TASK INSTRUCTIONS – Report each line from the listing that the string "cors" appears in.
____
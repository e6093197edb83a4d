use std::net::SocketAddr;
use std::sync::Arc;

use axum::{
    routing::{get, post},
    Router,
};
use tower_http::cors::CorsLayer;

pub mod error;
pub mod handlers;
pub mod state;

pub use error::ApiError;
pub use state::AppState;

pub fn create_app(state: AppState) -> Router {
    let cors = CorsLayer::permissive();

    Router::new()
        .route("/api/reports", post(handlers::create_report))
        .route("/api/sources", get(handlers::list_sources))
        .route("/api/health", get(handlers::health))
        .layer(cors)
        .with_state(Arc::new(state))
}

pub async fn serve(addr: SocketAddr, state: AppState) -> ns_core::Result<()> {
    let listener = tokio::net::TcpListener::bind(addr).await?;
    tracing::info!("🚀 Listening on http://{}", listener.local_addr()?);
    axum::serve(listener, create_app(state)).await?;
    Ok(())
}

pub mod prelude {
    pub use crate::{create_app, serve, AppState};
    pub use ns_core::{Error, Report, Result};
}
____
RESPONSE TO THE TASK –
use tower_http::cors::CorsLayer;
    let cors = CorsLayer::permissive();
        .layer(cors)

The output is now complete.